[[ Records for this exercise open ]]
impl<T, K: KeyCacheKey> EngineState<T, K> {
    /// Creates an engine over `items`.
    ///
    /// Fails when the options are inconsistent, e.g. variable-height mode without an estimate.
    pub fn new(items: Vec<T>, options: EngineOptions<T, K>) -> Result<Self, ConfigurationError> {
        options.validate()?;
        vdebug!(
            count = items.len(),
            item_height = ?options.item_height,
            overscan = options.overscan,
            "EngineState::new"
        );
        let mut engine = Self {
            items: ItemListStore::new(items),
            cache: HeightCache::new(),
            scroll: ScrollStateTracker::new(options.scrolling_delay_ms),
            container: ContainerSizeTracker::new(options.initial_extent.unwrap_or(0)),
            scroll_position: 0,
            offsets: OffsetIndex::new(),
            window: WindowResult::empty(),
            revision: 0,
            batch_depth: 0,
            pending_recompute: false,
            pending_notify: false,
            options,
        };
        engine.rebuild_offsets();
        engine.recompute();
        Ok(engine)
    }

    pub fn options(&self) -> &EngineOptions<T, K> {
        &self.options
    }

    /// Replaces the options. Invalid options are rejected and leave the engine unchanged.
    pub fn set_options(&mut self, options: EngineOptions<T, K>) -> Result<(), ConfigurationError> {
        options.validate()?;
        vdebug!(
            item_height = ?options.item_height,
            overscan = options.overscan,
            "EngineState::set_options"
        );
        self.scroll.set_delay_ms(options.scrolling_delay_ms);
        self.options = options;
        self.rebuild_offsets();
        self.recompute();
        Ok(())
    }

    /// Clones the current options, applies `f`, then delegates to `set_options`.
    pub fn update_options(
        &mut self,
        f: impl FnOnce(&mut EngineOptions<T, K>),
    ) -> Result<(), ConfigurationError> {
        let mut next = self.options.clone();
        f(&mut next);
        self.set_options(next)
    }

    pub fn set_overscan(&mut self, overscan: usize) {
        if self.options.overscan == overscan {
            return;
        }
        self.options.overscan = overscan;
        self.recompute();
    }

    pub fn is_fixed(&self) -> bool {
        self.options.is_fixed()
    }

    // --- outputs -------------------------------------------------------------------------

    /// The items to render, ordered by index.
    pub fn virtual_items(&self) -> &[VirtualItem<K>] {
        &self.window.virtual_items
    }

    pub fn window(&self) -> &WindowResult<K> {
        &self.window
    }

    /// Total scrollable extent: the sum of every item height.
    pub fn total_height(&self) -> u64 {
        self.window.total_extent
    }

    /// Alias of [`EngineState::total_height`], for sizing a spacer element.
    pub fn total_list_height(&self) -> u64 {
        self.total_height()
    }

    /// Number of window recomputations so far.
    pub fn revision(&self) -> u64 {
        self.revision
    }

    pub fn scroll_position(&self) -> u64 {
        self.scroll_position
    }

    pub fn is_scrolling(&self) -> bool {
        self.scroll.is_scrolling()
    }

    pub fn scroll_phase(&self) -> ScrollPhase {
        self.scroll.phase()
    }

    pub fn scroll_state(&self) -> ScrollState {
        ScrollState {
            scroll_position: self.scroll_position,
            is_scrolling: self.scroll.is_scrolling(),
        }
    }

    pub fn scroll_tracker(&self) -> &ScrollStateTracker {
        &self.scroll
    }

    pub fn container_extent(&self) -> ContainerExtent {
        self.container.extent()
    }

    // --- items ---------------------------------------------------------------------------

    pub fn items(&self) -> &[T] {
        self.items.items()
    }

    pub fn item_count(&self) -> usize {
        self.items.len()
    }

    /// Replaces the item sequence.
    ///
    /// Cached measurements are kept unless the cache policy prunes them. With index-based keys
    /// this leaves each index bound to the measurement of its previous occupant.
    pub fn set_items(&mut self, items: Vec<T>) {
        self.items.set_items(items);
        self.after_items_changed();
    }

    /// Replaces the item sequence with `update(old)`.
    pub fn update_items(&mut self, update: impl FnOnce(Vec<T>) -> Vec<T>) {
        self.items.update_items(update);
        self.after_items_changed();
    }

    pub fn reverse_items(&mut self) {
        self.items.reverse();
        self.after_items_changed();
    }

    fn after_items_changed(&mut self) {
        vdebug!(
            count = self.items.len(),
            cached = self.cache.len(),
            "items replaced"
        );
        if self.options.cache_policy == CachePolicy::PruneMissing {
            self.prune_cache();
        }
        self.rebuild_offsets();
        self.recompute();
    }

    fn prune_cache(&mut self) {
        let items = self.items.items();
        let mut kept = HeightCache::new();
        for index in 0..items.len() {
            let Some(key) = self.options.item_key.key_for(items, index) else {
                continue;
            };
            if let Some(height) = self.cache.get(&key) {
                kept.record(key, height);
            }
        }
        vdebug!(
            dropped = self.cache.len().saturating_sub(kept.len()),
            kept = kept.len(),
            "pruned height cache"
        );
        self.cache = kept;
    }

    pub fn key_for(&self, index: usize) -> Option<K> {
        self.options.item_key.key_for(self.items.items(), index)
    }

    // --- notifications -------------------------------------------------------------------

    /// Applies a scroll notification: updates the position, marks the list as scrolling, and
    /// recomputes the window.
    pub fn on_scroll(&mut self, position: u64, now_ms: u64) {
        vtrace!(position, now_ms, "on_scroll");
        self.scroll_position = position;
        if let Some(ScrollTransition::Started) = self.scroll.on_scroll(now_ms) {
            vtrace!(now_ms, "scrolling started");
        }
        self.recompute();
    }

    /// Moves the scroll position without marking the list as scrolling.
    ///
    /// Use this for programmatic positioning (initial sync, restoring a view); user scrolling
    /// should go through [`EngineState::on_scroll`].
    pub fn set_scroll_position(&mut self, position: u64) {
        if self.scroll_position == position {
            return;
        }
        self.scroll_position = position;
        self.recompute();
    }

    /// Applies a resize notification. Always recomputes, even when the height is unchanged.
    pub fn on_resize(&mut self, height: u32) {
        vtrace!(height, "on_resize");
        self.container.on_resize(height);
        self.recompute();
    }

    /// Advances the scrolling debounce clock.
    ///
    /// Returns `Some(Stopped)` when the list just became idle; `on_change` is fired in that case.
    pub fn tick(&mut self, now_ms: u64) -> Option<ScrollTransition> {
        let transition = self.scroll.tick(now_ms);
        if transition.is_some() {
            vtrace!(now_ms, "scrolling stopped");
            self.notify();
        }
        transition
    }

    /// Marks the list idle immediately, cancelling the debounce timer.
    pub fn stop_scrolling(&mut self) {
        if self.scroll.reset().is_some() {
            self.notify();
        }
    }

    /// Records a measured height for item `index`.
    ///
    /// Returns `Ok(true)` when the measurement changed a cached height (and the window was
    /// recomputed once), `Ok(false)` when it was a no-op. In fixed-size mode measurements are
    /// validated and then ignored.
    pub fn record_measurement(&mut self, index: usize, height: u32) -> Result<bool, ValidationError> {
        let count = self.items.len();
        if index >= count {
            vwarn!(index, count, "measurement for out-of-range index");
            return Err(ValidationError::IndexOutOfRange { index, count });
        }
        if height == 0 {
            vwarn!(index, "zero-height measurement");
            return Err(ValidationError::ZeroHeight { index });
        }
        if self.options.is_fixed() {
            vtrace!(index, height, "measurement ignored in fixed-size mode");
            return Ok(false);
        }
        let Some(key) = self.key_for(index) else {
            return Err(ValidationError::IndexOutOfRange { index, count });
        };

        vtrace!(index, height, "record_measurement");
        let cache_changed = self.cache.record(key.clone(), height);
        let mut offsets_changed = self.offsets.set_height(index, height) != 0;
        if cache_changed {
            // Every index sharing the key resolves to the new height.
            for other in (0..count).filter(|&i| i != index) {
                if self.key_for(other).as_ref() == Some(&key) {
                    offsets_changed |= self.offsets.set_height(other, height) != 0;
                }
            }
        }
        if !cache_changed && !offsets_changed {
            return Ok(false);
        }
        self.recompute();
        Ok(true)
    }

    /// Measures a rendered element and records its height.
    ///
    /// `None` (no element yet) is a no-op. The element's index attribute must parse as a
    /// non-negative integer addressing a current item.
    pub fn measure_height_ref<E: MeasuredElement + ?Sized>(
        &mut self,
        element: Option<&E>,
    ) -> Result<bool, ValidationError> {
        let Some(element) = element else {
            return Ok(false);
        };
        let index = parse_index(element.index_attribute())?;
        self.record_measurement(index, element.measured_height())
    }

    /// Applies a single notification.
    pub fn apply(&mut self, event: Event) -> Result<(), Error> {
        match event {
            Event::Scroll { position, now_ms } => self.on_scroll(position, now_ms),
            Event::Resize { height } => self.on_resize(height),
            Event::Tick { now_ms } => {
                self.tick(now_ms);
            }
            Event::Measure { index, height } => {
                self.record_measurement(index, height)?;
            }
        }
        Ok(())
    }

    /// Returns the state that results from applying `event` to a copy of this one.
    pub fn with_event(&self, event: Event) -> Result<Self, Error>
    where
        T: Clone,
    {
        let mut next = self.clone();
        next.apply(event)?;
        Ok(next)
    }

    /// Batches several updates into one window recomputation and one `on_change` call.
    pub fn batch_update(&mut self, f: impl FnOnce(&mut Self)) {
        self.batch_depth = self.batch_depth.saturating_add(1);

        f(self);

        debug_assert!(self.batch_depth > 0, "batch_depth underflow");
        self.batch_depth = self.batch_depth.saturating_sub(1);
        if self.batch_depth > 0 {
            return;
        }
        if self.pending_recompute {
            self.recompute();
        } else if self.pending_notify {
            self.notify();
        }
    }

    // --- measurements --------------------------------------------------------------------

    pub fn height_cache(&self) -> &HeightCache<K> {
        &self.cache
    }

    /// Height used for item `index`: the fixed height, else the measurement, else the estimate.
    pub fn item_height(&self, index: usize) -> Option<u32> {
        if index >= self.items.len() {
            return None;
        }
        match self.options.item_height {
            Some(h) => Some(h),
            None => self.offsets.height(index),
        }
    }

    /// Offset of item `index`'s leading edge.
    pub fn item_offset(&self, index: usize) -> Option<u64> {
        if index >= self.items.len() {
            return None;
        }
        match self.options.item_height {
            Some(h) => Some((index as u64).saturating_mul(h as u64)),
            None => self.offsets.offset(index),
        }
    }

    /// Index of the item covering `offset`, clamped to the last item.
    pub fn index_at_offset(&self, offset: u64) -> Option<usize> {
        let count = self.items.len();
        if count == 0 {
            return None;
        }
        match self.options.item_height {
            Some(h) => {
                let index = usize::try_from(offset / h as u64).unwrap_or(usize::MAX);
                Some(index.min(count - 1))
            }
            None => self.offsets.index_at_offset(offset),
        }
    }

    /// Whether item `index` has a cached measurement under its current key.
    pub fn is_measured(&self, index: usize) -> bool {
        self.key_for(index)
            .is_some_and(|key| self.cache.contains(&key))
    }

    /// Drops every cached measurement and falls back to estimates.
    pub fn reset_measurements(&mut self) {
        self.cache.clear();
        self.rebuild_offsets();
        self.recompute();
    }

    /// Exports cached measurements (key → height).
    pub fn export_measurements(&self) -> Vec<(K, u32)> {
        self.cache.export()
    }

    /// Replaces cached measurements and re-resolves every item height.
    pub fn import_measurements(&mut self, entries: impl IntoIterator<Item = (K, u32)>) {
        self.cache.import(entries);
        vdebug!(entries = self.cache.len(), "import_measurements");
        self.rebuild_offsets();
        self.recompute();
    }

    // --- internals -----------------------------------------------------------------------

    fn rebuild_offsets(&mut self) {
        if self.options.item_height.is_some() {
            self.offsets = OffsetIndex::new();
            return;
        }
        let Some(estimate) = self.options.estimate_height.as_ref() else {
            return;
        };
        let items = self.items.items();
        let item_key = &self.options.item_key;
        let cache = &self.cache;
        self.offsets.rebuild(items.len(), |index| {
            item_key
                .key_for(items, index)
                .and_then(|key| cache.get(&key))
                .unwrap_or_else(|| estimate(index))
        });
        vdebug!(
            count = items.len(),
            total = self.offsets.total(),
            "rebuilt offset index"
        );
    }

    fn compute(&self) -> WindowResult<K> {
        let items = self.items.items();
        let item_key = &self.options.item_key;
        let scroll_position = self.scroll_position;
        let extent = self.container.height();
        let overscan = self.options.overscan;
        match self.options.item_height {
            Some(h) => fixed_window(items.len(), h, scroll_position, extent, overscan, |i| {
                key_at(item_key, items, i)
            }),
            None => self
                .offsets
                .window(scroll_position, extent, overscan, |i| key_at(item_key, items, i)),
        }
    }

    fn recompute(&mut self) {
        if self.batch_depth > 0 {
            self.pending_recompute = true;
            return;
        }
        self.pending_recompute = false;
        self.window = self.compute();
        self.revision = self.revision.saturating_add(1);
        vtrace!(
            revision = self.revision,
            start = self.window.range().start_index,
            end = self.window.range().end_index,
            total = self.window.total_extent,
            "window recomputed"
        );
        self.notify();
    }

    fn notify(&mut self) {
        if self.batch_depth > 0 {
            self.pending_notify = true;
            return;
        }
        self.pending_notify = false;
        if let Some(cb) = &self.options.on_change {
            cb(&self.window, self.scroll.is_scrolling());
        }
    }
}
[[ Records for this exercise closed ]]
[[ Records for this exercise open ]]
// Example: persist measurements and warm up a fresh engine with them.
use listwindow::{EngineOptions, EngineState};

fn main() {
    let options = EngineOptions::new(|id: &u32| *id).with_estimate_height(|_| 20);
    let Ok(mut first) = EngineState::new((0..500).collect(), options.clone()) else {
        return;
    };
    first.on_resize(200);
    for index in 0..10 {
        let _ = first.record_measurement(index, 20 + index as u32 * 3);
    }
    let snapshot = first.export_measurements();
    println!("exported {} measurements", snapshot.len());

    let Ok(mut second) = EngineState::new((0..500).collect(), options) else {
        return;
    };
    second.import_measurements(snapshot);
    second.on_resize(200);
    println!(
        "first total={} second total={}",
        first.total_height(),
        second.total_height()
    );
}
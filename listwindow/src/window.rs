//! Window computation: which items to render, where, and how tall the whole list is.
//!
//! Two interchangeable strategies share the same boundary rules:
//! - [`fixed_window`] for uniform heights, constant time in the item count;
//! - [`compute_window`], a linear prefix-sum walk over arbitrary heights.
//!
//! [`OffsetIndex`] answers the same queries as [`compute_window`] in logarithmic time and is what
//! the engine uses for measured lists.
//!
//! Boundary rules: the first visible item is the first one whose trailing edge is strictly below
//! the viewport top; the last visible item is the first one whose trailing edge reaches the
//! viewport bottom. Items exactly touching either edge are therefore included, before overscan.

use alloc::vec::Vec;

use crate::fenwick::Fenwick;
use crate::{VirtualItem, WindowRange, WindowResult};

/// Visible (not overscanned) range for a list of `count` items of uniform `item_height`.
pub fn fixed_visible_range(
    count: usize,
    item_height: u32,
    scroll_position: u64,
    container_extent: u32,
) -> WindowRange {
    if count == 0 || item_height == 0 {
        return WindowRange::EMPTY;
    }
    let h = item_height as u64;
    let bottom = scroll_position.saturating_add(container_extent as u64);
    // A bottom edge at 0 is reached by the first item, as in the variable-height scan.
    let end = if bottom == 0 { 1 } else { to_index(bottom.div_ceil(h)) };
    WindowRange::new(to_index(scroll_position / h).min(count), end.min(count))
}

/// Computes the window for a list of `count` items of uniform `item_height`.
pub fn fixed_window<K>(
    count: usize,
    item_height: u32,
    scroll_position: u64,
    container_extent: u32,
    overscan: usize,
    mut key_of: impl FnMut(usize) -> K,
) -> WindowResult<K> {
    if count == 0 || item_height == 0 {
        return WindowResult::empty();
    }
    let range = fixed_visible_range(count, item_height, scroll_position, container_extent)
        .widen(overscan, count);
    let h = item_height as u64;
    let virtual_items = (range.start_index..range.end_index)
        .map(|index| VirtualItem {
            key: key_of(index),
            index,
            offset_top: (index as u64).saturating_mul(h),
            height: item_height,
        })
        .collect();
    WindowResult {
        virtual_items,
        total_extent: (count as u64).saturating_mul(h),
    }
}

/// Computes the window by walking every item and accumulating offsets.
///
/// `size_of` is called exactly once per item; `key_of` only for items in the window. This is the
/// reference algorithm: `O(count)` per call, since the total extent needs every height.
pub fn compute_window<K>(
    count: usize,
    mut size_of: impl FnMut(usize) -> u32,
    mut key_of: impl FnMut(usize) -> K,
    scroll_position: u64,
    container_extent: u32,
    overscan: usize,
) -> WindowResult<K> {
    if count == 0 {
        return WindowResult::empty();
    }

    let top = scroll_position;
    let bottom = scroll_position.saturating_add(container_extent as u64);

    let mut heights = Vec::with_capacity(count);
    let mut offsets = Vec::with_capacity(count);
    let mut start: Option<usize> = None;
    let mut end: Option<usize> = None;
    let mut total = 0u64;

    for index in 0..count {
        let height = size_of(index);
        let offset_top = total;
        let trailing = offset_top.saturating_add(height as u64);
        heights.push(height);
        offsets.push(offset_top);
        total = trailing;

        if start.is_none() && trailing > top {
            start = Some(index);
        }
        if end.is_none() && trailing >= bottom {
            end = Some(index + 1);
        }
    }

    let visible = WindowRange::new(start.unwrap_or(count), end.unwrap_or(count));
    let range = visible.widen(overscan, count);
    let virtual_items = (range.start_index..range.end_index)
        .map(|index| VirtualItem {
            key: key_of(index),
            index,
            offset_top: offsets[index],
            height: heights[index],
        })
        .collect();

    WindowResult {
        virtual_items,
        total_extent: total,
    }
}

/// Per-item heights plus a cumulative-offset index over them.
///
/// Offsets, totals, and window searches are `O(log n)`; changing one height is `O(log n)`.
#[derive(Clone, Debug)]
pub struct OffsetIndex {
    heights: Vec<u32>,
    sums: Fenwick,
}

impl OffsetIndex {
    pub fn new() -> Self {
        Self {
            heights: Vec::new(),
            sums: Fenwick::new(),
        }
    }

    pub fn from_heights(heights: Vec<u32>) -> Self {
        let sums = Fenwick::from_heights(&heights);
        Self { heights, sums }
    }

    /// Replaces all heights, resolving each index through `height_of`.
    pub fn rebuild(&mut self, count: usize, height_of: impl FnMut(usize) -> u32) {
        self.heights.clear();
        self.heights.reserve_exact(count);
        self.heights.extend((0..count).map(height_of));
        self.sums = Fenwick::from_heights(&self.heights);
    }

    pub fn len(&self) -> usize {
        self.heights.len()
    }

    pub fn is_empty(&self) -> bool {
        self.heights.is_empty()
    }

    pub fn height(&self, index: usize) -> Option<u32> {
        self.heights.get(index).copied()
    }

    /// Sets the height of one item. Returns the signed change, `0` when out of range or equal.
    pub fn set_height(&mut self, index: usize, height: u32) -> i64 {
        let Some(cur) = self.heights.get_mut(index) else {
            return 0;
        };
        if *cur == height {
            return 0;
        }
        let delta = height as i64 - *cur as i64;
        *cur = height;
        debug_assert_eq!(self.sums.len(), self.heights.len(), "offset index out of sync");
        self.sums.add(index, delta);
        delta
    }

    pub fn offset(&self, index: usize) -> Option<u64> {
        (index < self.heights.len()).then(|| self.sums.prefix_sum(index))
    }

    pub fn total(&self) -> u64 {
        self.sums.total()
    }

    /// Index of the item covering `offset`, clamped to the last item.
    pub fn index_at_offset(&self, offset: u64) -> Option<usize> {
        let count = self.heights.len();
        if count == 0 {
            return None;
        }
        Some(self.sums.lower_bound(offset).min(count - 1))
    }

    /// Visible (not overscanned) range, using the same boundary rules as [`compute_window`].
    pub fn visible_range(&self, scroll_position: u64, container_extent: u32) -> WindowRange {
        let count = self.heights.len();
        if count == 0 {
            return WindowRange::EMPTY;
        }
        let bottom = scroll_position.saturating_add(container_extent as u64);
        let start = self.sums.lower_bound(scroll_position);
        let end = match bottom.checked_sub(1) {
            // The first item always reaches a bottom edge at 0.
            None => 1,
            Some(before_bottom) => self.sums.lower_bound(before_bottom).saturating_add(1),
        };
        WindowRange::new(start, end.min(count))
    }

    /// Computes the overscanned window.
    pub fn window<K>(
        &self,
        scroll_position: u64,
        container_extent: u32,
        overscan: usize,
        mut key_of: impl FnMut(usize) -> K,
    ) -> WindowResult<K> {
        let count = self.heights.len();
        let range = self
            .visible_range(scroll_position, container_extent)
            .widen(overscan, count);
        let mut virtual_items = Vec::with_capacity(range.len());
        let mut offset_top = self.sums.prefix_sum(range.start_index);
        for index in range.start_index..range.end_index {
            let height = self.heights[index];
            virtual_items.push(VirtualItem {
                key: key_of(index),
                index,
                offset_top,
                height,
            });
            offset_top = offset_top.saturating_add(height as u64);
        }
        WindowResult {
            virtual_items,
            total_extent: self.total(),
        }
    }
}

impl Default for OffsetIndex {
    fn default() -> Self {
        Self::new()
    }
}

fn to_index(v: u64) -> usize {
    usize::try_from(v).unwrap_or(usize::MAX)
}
[[ Records for this exercise closed ]]
Your goal: Keeping every character as it is, restate the lines above that run from the line with "Clones the current" through the line with "pub fn set_overscan(&mut", both included, and nothing else.

Solution below:
    /// Clones the current options, applies `f`, then delegates to `set_options`.
    pub fn update_options(
        &mut self,
        f: impl FnOnce(&mut EngineOptions<T, K>),
    ) -> Result<(), ConfigurationError> {
        let mut next = self.options.clone();
        f(&mut next);
        self.set_options(next)
    }

    pub fn set_overscan(&mut self, overscan: usize) {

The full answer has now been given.